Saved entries
--
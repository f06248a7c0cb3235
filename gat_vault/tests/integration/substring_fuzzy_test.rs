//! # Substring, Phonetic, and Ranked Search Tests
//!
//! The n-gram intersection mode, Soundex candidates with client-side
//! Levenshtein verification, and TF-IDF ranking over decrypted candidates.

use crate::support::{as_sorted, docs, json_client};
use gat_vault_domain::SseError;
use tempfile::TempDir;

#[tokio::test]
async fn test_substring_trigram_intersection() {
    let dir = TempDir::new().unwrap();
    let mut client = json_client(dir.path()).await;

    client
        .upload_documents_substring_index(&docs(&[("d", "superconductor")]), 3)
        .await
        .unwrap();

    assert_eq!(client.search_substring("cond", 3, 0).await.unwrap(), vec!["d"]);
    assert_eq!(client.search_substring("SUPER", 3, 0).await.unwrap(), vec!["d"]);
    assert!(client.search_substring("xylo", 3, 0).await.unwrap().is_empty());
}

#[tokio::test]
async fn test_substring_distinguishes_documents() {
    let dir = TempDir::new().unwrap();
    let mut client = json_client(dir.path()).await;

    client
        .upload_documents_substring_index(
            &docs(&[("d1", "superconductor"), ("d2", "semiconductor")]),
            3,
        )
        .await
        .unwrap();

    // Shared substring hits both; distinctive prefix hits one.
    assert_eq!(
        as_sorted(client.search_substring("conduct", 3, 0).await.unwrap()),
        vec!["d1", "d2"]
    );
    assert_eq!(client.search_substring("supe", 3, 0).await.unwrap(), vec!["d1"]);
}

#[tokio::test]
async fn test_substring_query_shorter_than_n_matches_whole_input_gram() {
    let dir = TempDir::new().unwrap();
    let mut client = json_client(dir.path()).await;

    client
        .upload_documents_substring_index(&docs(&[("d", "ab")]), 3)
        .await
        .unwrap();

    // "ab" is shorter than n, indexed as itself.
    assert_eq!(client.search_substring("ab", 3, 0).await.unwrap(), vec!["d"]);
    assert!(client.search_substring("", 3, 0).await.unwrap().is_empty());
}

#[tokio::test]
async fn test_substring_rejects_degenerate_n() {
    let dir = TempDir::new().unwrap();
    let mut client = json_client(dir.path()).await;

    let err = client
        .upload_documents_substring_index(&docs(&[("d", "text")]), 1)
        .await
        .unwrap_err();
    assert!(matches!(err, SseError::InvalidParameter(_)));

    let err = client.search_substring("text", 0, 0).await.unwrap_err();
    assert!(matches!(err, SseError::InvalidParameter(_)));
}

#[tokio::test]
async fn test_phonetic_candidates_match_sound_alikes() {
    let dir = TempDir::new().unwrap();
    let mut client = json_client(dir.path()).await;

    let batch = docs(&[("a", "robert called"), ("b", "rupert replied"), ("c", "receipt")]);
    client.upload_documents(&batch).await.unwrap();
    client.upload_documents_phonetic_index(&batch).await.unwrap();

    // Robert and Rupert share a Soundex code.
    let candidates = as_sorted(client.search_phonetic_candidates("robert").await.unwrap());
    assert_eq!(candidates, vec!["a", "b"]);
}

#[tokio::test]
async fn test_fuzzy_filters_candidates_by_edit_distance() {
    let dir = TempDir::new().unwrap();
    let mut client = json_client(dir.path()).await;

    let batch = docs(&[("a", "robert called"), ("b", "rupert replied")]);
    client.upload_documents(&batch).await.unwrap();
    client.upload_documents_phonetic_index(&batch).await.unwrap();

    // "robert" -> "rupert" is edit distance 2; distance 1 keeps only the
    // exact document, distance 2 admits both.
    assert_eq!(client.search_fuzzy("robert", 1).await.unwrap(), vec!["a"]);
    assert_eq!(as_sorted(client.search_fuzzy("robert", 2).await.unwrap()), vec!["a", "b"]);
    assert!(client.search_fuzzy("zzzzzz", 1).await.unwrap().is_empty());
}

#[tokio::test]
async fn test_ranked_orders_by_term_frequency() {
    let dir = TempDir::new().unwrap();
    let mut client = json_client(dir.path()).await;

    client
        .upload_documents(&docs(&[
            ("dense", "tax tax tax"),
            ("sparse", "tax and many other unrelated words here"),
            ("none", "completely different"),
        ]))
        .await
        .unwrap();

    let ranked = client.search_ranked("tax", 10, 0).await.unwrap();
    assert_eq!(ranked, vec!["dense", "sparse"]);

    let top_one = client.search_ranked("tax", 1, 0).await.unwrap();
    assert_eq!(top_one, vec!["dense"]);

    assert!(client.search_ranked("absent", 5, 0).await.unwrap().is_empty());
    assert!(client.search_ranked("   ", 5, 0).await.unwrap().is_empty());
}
--
> _TASK BRIEF_: In the records above, find each line with the word "dense" and copy it out.

> _YOUR SOLUTION_:
            ("dense", "tax tax tax"),
    assert_eq!(ranked, vec!["dense", "sparse"]);
    assert_eq!(top_one, vec!["dense"]);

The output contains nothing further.